● ASSIGNMENT
The answer must be a single number: the count of lines in the data below that hold the word "NotFound".

● INPUT
//! Submission persistence.
//!
//! # Database: `orbit`
//!
//! ## Tables
//!
//! - `orbit.submission` - Submitted identities and their moderation status
//!
//! # Migrations
//!
//! Migrations are stored in `crates/server/migrations/` and run via:
//! ```bash
//! cargo run -p orbit-cli -- migrate
//! ```

pub mod memory;
pub mod submissions;

use std::time::Duration;

use async_trait::async_trait;
use secrecy::ExposeSecret;
use sqlx::PgPool;
use sqlx::postgres::PgPoolOptions;
use thiserror::Error;

use orbit_core::SubmissionId;

use crate::models::{NewSubmission, Submission};

pub use memory::MemorySubmissionStore;
pub use submissions::PgSubmissionStore;

/// Errors that can occur during repository operations.
#[derive(Debug, Error)]
pub enum RepositoryError {
    /// Database error from sqlx.
    #[error("database error: {0}")]
    Database(#[from] sqlx::Error),

    /// Data in the database is corrupted or invalid.
    #[error("data corruption: {0}")]
    DataCorruption(String),
}

/// Durable record of submissions and their approval state.
///
/// The store is the only component that mutates submissions. Every mutation
/// touches exactly one record; concurrent approve/delete calls on the same id
/// are not coordinated and the last write wins.
#[async_trait]
pub trait SubmissionStore: Send + Sync {
    /// Persist a new submission with `pending` status.
    async fn create(&self, submission: NewSubmission) -> Result<Submission, RepositoryError>;

    /// All approved submissions, in insertion order.
    async fn list_approved(&self) -> Result<Vec<Submission>, RepositoryError>;

    /// All pending submissions, newest first.
    async fn list_pending(&self) -> Result<Vec<Submission>, RepositoryError>;

    /// Look up a single submission.
    async fn get(&self, id: SubmissionId) -> Result<Option<Submission>, RepositoryError>;

    /// Mark a submission approved. Succeeds silently if it does not exist.
    async fn approve(&self, id: SubmissionId) -> Result<(), RepositoryError>;

    /// Permanently remove a submission.
    ///
    /// Returns `true` if a record was deleted, `false` if it didn't exist.
    async fn delete(&self, id: SubmissionId) -> Result<bool, RepositoryError>;

    /// Check that the backing store is reachable.
    async fn ping(&self) -> Result<(), RepositoryError>;
}

/// Create a `PostgreSQL` connection pool with sensible defaults.
///
/// # Arguments
///
/// * `database_url` - `PostgreSQL` connection string (wrapped in `SecretString`)
///
/// # Errors
///
/// Returns `sqlx::Error` if the connection cannot be established.
pub async fn create_pool(database_url: &secrecy::SecretString) -> Result<PgPool, sqlx::Error> {
    PgPoolOptions::new()
        .max_connections(10)
        .min_connections(2)
        .acquire_timeout(Duration::from_secs(10))
        .connect(database_url.expose_secret())
        .await
}
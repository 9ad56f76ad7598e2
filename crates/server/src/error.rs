//! Unified error handling with Sentry integration.
//!
//! Provides a unified `AppError` type that captures errors to Sentry before
//! responding to the client. All route handlers should return `Result<T, AppError>`.

use axum::{
    Json,
    http::StatusCode,
    response::{IntoResponse, Response},
};
use serde_json::json;
use thiserror::Error;

use crate::db::RepositoryError;
use crate::services::auth::AuthError;
use crate::services::images::ImageHostError;

/// Message returned with every 429 from the submission endpoint.
pub const UPLOAD_QUOTA_MESSAGE: &str = "Upload quota exceeded. Please try again in an hour.";

/// Application-level error type for the API.
#[derive(Debug, Error)]
pub enum AppError {
    /// Database operation failed.
    #[error("Database error: {0}")]
    Database(#[from] RepositoryError),

    /// Image host operation failed.
    #[error("Image host error: {0}")]
    ImageHost(#[from] ImageHostError),

    /// Authentication operation failed.
    #[error("Auth error: {0}")]
    Auth(#[from] AuthError),

    /// Resource not found.
    #[error("{0}")]
    NotFound(String),

    /// Bad request from client.
    #[error("{0}")]
    BadRequest(String),

    /// Rate limited.
    #[error("Upload quota exceeded")]
    RateLimited,

    /// Internal server error.
    #[error("Internal error: {0}")]
    Internal(String),
}

impl AppError {
    /// HTTP status for this error.
    #[must_use]
    pub fn status(&self) -> StatusCode {
        match self {
            Self::Database(_) | Self::ImageHost(_) | Self::Internal(_) => {
                StatusCode::INTERNAL_SERVER_ERROR
            }
            Self::Auth(err) => {
                if err.is_client_error() {
                    StatusCode::UNAUTHORIZED
                } else {
                    StatusCode::INTERNAL_SERVER_ERROR
                }
            }
            Self::NotFound(_) => StatusCode::NOT_FOUND,
            Self::BadRequest(_) => StatusCode::BAD_REQUEST,
            Self::RateLimited => StatusCode::TOO_MANY_REQUESTS,
        }
    }
}

impl IntoResponse for AppError {
    fn into_response(self) -> Response {
        let status = self.status();

        // Capture server errors to Sentry
        if status.is_server_error() {
            let event_id = sentry::capture_error(&self);
            tracing::error!(
                error = %self,
                sentry_event_id = %event_id,
                "Request error"
            );
        }

        // Don't expose internal error details to clients
        let body = match &self {
            Self::Database(_) | Self::ImageHost(_) | Self::Internal(_) => {
                json!({ "message": "Internal server error" })
            }
            Self::Auth(err) => json!({ "message": err.client_message() }),
            Self::NotFound(msg) => json!({ "error": msg }),
            Self::BadRequest(msg) => json!({ "message": msg }),
            Self::RateLimited => json!({ "message": UPLOAD_QUOTA_MESSAGE }),
        };

        (status, Json(body)).into_response()
    }
}

/// Result type alias for `AppError`.
pub type Result<T> = std::result::Result<T, AppError>;

/// Add a breadcrumb for admin actions.
///
/// Breadcrumbs appear in Sentry error reports to show the trail of moderation
/// actions leading up to an error.
pub fn add_breadcrumb(category: &str, message: &str, data: Option<&[(&str, &str)]>) {
    let mut breadcrumb = sentry::Breadcrumb {
        category: Some(category.to_string()),
        message: Some(message.to_string()),
        level: sentry::Level::Info,
        ..Default::default()
    };

    if let Some(pairs) = data {
        for (key, value) in pairs {
            breadcrumb.data.insert(
                (*key).to_string(),
                serde_json::Value::String((*value).to_string()),
            );
        }
    }

    sentry::add_breadcrumb(breadcrumb);
}
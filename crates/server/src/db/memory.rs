//! In-process submission store.
//!
//! Used by the test suites and for running the server without a database.
//! Records live in insertion order; nothing survives a restart.

use async_trait::async_trait;
use chrono::Utc;
use tokio::sync::RwLock;

use orbit_core::{SubmissionId, SubmissionStatus};

use super::{RepositoryError, SubmissionStore};
use crate::models::{NewSubmission, Submission};

/// Submission store held in memory.
#[derive(Debug, Default)]
pub struct MemorySubmissionStore {
    records: RwLock<Vec<Submission>>,
}

impl MemorySubmissionStore {
    /// Create an empty store.
    #[must_use]
    pub fn new() -> Self {
        Self::default()
    }

    /// Number of stored submissions, regardless of status.
    pub async fn len(&self) -> usize {
        self.records.read().await.len()
    }

    /// Whether the store holds no submissions.
    pub async fn is_empty(&self) -> bool {
        self.records.read().await.is_empty()
    }
}

#[async_trait]
impl SubmissionStore for MemorySubmissionStore {
    async fn create(&self, submission: NewSubmission) -> Result<Submission, RepositoryError> {
        let submission = submission.into_pending(Utc::now());
        self.records.write().await.push(submission.clone());
        Ok(submission)
    }

    async fn list_approved(&self) -> Result<Vec<Submission>, RepositoryError> {
        let records = self.records.read().await;
        Ok(records
            .iter()
            .filter(|s| s.status == SubmissionStatus::Approved)
            .cloned()
            .collect())
    }

    async fn list_pending(&self) -> Result<Vec<Submission>, RepositoryError> {
        let records = self.records.read().await;
        // Walk backwards so equal timestamps still come out newest first.
        let mut pending: Vec<Submission> = records
            .iter()
            .rev()
            .filter(|s| s.status == SubmissionStatus::Pending)
            .cloned()
            .collect();
        pending.sort_by(|a, b| b.created_at.cmp(&a.created_at));
        Ok(pending)
    }

    async fn get(&self, id: SubmissionId) -> Result<Option<Submission>, RepositoryError> {
        let records = self.records.read().await;
        Ok(records.iter().find(|s| s.id == id).cloned())
    }

    async fn approve(&self, id: SubmissionId) -> Result<(), RepositoryError> {
        let mut records = self.records.write().await;
        if let Some(submission) = records.iter_mut().find(|s| s.id == id) {
            submission.status = SubmissionStatus::Approved;
        }
        Ok(())
    }

    async fn delete(&self, id: SubmissionId) -> Result<bool, RepositoryError> {
        let mut records = self.records.write().await;
        let before = records.len();
        records.retain(|s| s.id != id);
        Ok(records.len() < before)
    }

    async fn ping(&self) -> Result<(), RepositoryError> {
        Ok(())
    }
}
//! Domain models for the submission API.

pub mod submission;

pub use submission::{NewSubmission, Submission};
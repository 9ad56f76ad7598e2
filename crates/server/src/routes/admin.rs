//! Moderation handlers.
//!
//! Every handler here takes [`RequireAdmin`], so the token is checked before
//! any store access.

use axum::{
    Json,
    extract::{Path, State},
};
use serde::Serialize;
use tracing::instrument;

use orbit_core::SubmissionId;

use crate::error::{AppError, Result, add_breadcrumb};
use crate::middleware::RequireAdmin;
use crate::models::Submission;
use crate::services::images::{DestroyOutcome, ImageHostError};
use crate::state::AppState;

/// Body of a successful moderation action.
#[derive(Debug, Serialize)]
pub struct MessageResponse {
    pub message: &'static str,
}

const fn message(message: &'static str) -> Json<MessageResponse> {
    Json(MessageResponse { message })
}

/// List pending submissions, newest first.
///
/// GET /api/admin/pending
#[instrument(skip_all)]
pub async fn pending(
    RequireAdmin(_claims): RequireAdmin,
    State(state): State<AppState>,
) -> Result<Json<Vec<Submission>>> {
    let submissions = state.store().list_pending().await?;
    Ok(Json(submissions))
}

/// Approve a submission. Unknown ids succeed without effect.
///
/// PATCH /api/admin/approve/{id}
#[instrument(skip_all, fields(submission_id = %id))]
pub async fn approve(
    RequireAdmin(_claims): RequireAdmin,
    State(state): State<AppState>,
    Path(id): Path<String>,
) -> Result<Json<MessageResponse>> {
    if let Some(id) = SubmissionId::parse(&id) {
        state.store().approve(id).await?;
        moderation_breadcrumb("approve", id);
        tracing::info!(submission_id = %id, "Submission approved");
    }

    Ok(message("Node activated"))
}

/// Reject a submission by deleting it. Unknown ids succeed without effect.
///
/// The photo is destroyed after the record; a failure there is logged and
/// does not fail the request.
///
/// DELETE /api/admin/reject/{id}
#[instrument(skip_all, fields(submission_id = %id))]
pub async fn reject(
    RequireAdmin(_claims): RequireAdmin,
    State(state): State<AppState>,
    Path(id): Path<String>,
) -> Result<Json<MessageResponse>> {
    let Some(id) = SubmissionId::parse(&id) else {
        return Ok(message("Node purged"));
    };

    let Some(submission) = state.store().get(id).await? else {
        return Ok(message("Node purged"));
    };

    state.store().delete(id).await?;
    moderation_breadcrumb("reject", id);
    tracing::info!(submission_id = %id, "Submission rejected");

    match state.images().destroy(&submission.image_url).await {
        Ok(DestroyOutcome::Deleted) => {}
        Ok(DestroyOutcome::NotFound) => {
            tracing::warn!(submission_id = %id, "Rejected submission's image was already gone");
        }
        Err(e) => {
            tracing::error!(
                submission_id = %id,
                error = %e,
                "Failed to destroy rejected submission's image"
            );
        }
    }

    Ok(message("Node purged"))
}

/// Delete a submission and its photo.
///
/// The photo goes first: if the host fails, the record is kept so the
/// deletion can be retried. A photo the host no longer has is not an error.
///
/// DELETE /api/admin/user/{id}
#[instrument(skip_all, fields(submission_id = %id))]
pub async fn delete_user(
    RequireAdmin(_claims): RequireAdmin,
    State(state): State<AppState>,
    Path(id): Path<String>,
) -> Result<Json<MessageResponse>> {
    let not_found = || AppError::NotFound("User does not exist.".to_string());

    let id = SubmissionId::parse(&id).ok_or_else(not_found)?;
    let submission = state.store().get(id).await?.ok_or_else(not_found)?;

    match state.images().destroy(&submission.image_url).await {
        Ok(DestroyOutcome::Deleted) => {}
        Ok(DestroyOutcome::NotFound) => {
            tracing::warn!(submission_id = %id, "Image already gone, deleting record anyway");
        }
        Err(ImageHostError::UnrecognizedUrl(url)) => {
            tracing::warn!(
                submission_id = %id,
                %url,
                "Image url is not hosted by us, deleting record anyway"
            );
        }
        Err(e) => return Err(e.into()),
    }

    state.store().delete(id).await?;
    moderation_breadcrumb("delete", id);
    tracing::info!(submission_id = %id, "Submission and image deleted");

    Ok(message("User and their image have been deleted."))
}

fn moderation_breadcrumb(action: &str, id: SubmissionId) {
    let id = id.to_string();
    add_breadcrumb("moderation", action, Some(&[("submission_id", id.as_str())]));
}
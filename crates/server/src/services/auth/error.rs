//! Authentication error types.

use thiserror::Error;

/// Errors that can occur during admin authentication.
#[derive(Debug, Error)]
pub enum AuthError {
    /// Wrong username, wrong password, or both.
    #[error("invalid credentials")]
    InvalidCredentials,

    /// No token in the cookie or `Authorization` header.
    #[error("missing token")]
    MissingToken,

    /// Token signature, structure, or claims are invalid.
    #[error("invalid token")]
    InvalidToken,

    /// Token is past its expiry.
    #[error("token expired")]
    TokenExpired,

    /// Token could not be signed.
    #[error("token signing failed: {0}")]
    TokenIssue(String),

    /// Stored password hash could not be used.
    #[error("password hash error: {0}")]
    PasswordHash(String),
}

impl AuthError {
    /// Whether this error was caused by the caller rather than the server.
    #[must_use]
    pub const fn is_client_error(&self) -> bool {
        matches!(
            self,
            Self::InvalidCredentials | Self::MissingToken | Self::InvalidToken | Self::TokenExpired
        )
    }

    /// Message safe to show to the caller.
    #[must_use]
    pub const fn client_message(&self) -> &'static str {
        match self {
            Self::InvalidCredentials => "Invalid credentials",
            Self::MissingToken => "Authentication required. Access denied.",
            Self::InvalidToken | Self::TokenExpired => "Session expired. Please log in again.",
            Self::TokenIssue(_) | Self::PasswordHash(_) => "Auth System Error",
        }
    }
}

impl From<jsonwebtoken::errors::Error> for AuthError {
    fn from(err: jsonwebtoken::errors::Error) -> Self {
        match err.kind() {
            jsonwebtoken::errors::ErrorKind::ExpiredSignature => Self::TokenExpired,
            _ => Self::InvalidToken,
        }
    }
}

● PROBLEM SOLUTION
6